◆ TASK OBJECTIVE
Which lines of the entries contain the string "list"? Copy each of them.

Start of GIVEN DATA

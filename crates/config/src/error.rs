//! Error types for env file loading and value conversion.
//!
//! Responsibilities:
//! - Define the error returned by the strict loader (`ConfigStore::load`).
//! - Define the error returned when a coerced `Value` is converted to a
//!   concrete Rust type.
//!
//! Does NOT handle:
//! - Missing files. A missing env file is an empty store, not an error.
//! - Malformed lines. Those are skipped by the parser.
//!
//! Invariants:
//! - Errors NEVER include raw `.env` line contents to prevent secret leakage.

use std::io::ErrorKind;
use std::path::PathBuf;
use thiserror::Error;

/// Errors that can occur while reading an env file.
#[derive(Error, Debug)]
pub enum ConfigError {
    /// The file exists but could not be read.
    #[error("Failed to read env file at {path}: {kind}")]
    Io { path: PathBuf, kind: ErrorKind },
}

/// Errors that can occur when converting a `Value` into a concrete type.
#[derive(Error, Debug, Clone, PartialEq, Eq)]
pub enum ValueError {
    #[error("expected {expected} value, found {found}")]
    TypeMismatch {
        expected: &'static str,
        found: &'static str,
    },
}
//! HTTP transport seam
//!
//! `ApiClient` describes each call as an `ApiRequest` and hands it to a
//! `Transport`. `HttpTransport` is the reqwest implementation; tests swap
//! in a recording mock.

use std::future::Future;
use std::time::Duration;

use laptophub_protocol::ProfileUpdate;
use reqwest::multipart::{Form, Part};
use reqwest::{Client, Method};
use serde::Serialize;
use tracing::debug;

use crate::config::ClientConfig;
use crate::error::{LaptopHubError, Result};

/// Request payload
#[derive(Debug, Clone, PartialEq)]
pub enum RequestBody {
    Empty,
    Json(serde_json::Value),
    Multipart(ProfileUpdate),
}

/// One call against the API, relative to the configured base URL
#[derive(Debug, Clone)]
pub struct ApiRequest {
    pub method: Method,
    /// Endpoint path such as `/laptops/`
    pub path: String,
    pub query: Vec<(String, String)>,
    pub bearer: Option<String>,
    pub body: RequestBody,
}

impl ApiRequest {
    pub fn new(method: Method, path: impl Into<String>) -> Self {
        Self {
            method,
            path: path.into(),
            query: Vec::new(),
            bearer: None,
            body: RequestBody::Empty,
        }
    }

    pub fn get(path: impl Into<String>) -> Self {
        Self::new(Method::GET, path)
    }

    pub fn post(path: impl Into<String>) -> Self {
        Self::new(Method::POST, path)
    }

    pub fn patch(path: impl Into<String>) -> Self {
        Self::new(Method::PATCH, path)
    }

    pub fn delete(path: impl Into<String>) -> Self {
        Self::new(Method::DELETE, path)
    }

    pub fn query(mut self, key: &str, value: impl ToString) -> Self {
        self.query.push((key.to_string(), value.to_string()));
        self
    }

    pub fn bearer(mut self, token: &str) -> Self {
        self.bearer = Some(token.to_string());
        self
    }

    pub fn json<B: Serialize>(mut self, body: &B) -> Result<Self> {
        self.body = RequestBody::Json(serde_json::to_value(body)?);
        Ok(self)
    }

    pub fn multipart(mut self, form: ProfileUpdate) -> Self {
        self.body = RequestBody::Multipart(form);
        self
    }

    /// Value of a query parameter, if sent.
    pub fn query_value(&self, key: &str) -> Option<&str> {
        self.query
            .iter()
            .find(|(k, _)| k == key)
            .map(|(_, v)| v.as_str())
    }

    pub fn json_body(&self) -> Option<&serde_json::Value> {
        match &self.body {
            RequestBody::Json(value) => Some(value),
            _ => None,
        }
    }
}

/// Raw response: status and undecoded body text
#[derive(Debug, Clone, PartialEq)]
pub struct ApiReply {
    pub status: u16,
    pub body: String,
}

impl ApiReply {
    pub fn new(status: u16, body: impl Into<String>) -> Self {
        Self {
            status,
            body: body.into(),
        }
    }

    pub fn is_success(&self) -> bool {
        (200..300).contains(&self.status)
    }
}

/// Carries an `ApiRequest` to the server
///
/// Errors are reserved for requests that got no response at all; any
/// status code, success or not, comes back as an `ApiReply`.
pub trait Transport: Send + Sync {
    fn send(&self, request: ApiRequest) -> impl Future<Output = Result<ApiReply>> + Send;
}

/// reqwest-backed transport
#[derive(Debug, Clone)]
pub struct HttpTransport {
    client: Client,
    config: ClientConfig,
}

impl HttpTransport {
    pub fn new(config: ClientConfig) -> Result<Self> {
        config.validate()?;

        let mut client_builder = Client::builder();
        if let Some(seconds) = config.timeout {
            client_builder = client_builder.timeout(Duration::from_secs(seconds));
        }

        let client = client_builder.build()?;

        Ok(Self { client, config })
    }

    pub fn config(&self) -> &ClientConfig {
        &self.config
    }
}

impl Transport for HttpTransport {
    async fn send(&self, request: ApiRequest) -> Result<ApiReply> {
        let url = self.config.endpoint_url(&request.path);
        debug!(
            method = %request.method,
            path = %request.path,
            authenticated = request.bearer.is_some(),
            "sending request"
        );

        let mut request_builder = self.client.request(request.method, &url);

        if !request.query.is_empty() {
            request_builder = request_builder.query(&request.query);
        }

        if let Some(token) = &request.bearer {
            request_builder = request_builder.header("Authorization", format!("Bearer {}", token));
        }

        request_builder = match request.body {
            RequestBody::Empty => request_builder,
            RequestBody::Json(value) => request_builder.json(&value),
            RequestBody::Multipart(update) => request_builder.multipart(profile_form(update)?),
        };

        let response = request_builder.send().await?;
        let status = response.status().as_u16();
        let body = response.text().await?;

        Ok(ApiReply { status, body })
    }
}

fn profile_form(update: ProfileUpdate) -> Result<Form> {
    let mut form = Form::new();
    for (name, value) in update.text_fields() {
        form = form.text(name, value.to_string());
    }

    if let Some(avatar) = update.profile_picture {
        let mut part = Part::bytes(avatar.bytes).file_name(avatar.file_name);
        if let Some(mime) = &avatar.mime_type {
            part = part.mime_str(mime).map_err(|e| {
                LaptopHubError::validation(format!("Invalid avatar type {}: {}", mime, e))
            })?;
        }
        form = form.part(ProfileUpdate::AVATAR_FIELD, part);
    }

    Ok(form)
}

#[cfg(test)]
mod tests {
    use super::*;

    #[test]
    fn test_request_builders() {
        let request = ApiRequest::get("/laptops/")
            .query("page", 2)
            .bearer("abc");
        assert_eq!(request.method, Method::GET);
        assert_eq!(request.query_value("page"), Some("2"));
        assert_eq!(request.query_value("q"), None);
        assert_eq!(request.bearer.as_deref(), Some("abc"));
        assert_eq!(request.body, RequestBody::Empty);
    }

    #[test]
    fn test_reply_success_range() {
        assert!(ApiReply::new(204, "").is_success());
        assert!(!ApiReply::new(301, "").is_success());
        assert!(!ApiReply::new(404, "").is_success());
    }

    #[test]
    fn test_profile_form_rejects_bad_mime() {
        let update = ProfileUpdate {
            profile_picture: Some(laptophub_protocol::Avatar {
                file_name: "me.png".into(),
                mime_type: Some("not a mime".into()),
                bytes: vec![1, 2, 3],
            }),
            ..Default::default()
        };
        assert!(profile_form(update).is_err());
    }

    #[test]
    fn test_transport_rejects_invalid_config() {
        let config = ClientConfig {
            base_url: String::new(),
            ..ClientConfig::default()
        };
        assert!(HttpTransport::new(config).is_err());
    }
}
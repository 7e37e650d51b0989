//! Failure normalization
//!
//! The backend reports validation problems as a JSON object mapping field
//! names to one message or a list of messages, e.g.
//! `{"email": ["already taken"], "password": ["too short"]}`.
//! A front end wants one line to show. `normalize_failure` is the only
//! place that turns a failed response into a `LaptopHubError`; which
//! line is picked is up to the `MessagePolicy` handed to it.

use serde::{Deserialize, Serialize};
use serde_json::{Map, Value};

use crate::error::LaptopHubError;

/// Picks the user-facing message out of a field error body
pub trait MessagePolicy: Send + Sync + std::fmt::Debug {
    /// `None` when the body holds no usable message.
    fn extract(&self, body: &Map<String, Value>) -> Option<String>;
}

/// First non-blank string in body order, first entry within a field
#[derive(Debug, Clone, Copy, Default)]
pub struct FirstMessage;

impl MessagePolicy for FirstMessage {
    fn extract(&self, body: &Map<String, Value>) -> Option<String> {
        body.values().find_map(|v| messages(v).into_iter().next().map(String::from))
    }
}

/// Every non-blank message in body order, joined
#[derive(Debug, Clone)]
pub struct JoinedMessages {
    pub separator: String,
}

impl Default for JoinedMessages {
    fn default() -> Self {
        Self {
            separator: "; ".to_string(),
        }
    }
}

impl MessagePolicy for JoinedMessages {
    fn extract(&self, body: &Map<String, Value>) -> Option<String> {
        let all: Vec<&str> = body.values().flat_map(messages).collect();
        if all.is_empty() {
            None
        } else {
            Some(all.join(&self.separator))
        }
    }
}

/// Config-file name for the built-in policies
#[derive(Debug, Clone, Copy, Default, PartialEq, Eq, Serialize, Deserialize)]
#[serde(rename_all = "lowercase")]
pub enum MessagePolicyKind {
    #[default]
    First,
    Joined,
}

impl MessagePolicyKind {
    pub fn policy(&self) -> Box<dyn MessagePolicy> {
        match self {
            MessagePolicyKind::First => Box::new(FirstMessage),
            MessagePolicyKind::Joined => Box::new(JoinedMessages::default()),
        }
    }
}

/// Strings inside one field value, depth first, in order.
fn messages(value: &Value) -> Vec<&str> {
    match value {
        Value::String(s) if !s.trim().is_empty() => vec![s.as_str()],
        Value::Array(items) => items.iter().flat_map(messages).collect(),
        Value::Object(fields) => fields.values().flat_map(messages).collect(),
        _ => Vec::new(),
    }
}

/// Failure for reads: the status code and nothing else.
pub fn status_failure(status: u16) -> LaptopHubError {
    LaptopHubError::http(status)
}

/// Failure for form and account calls.
///
/// Falls back to `HTTP {status}` when the body is empty, is not JSON, or
/// holds no message the policy accepts.
pub fn normalize_failure(status: u16, body: &str, policy: &dyn MessagePolicy) -> LaptopHubError {
    let extracted = match serde_json::from_str::<Value>(body) {
        Ok(Value::Object(fields)) => policy.extract(&fields),
        // Some endpoints answer with a bare list of non-field errors.
        Ok(Value::Array(items)) => {
            let mut wrapped = Map::new();
            wrapped.insert("non_field_errors".to_string(), Value::Array(items));
            policy.extract(&wrapped)
        }
        _ => None,
    };

    match extracted {
        Some(message) => LaptopHubError::api(status, message),
        None => status_failure(status),
    }
}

End of GIVEN DATA

◆ WRITTEN ANSWER
//! names to one message or a list of messages, e.g.
        // Some endpoints answer with a bare list of non-field errors.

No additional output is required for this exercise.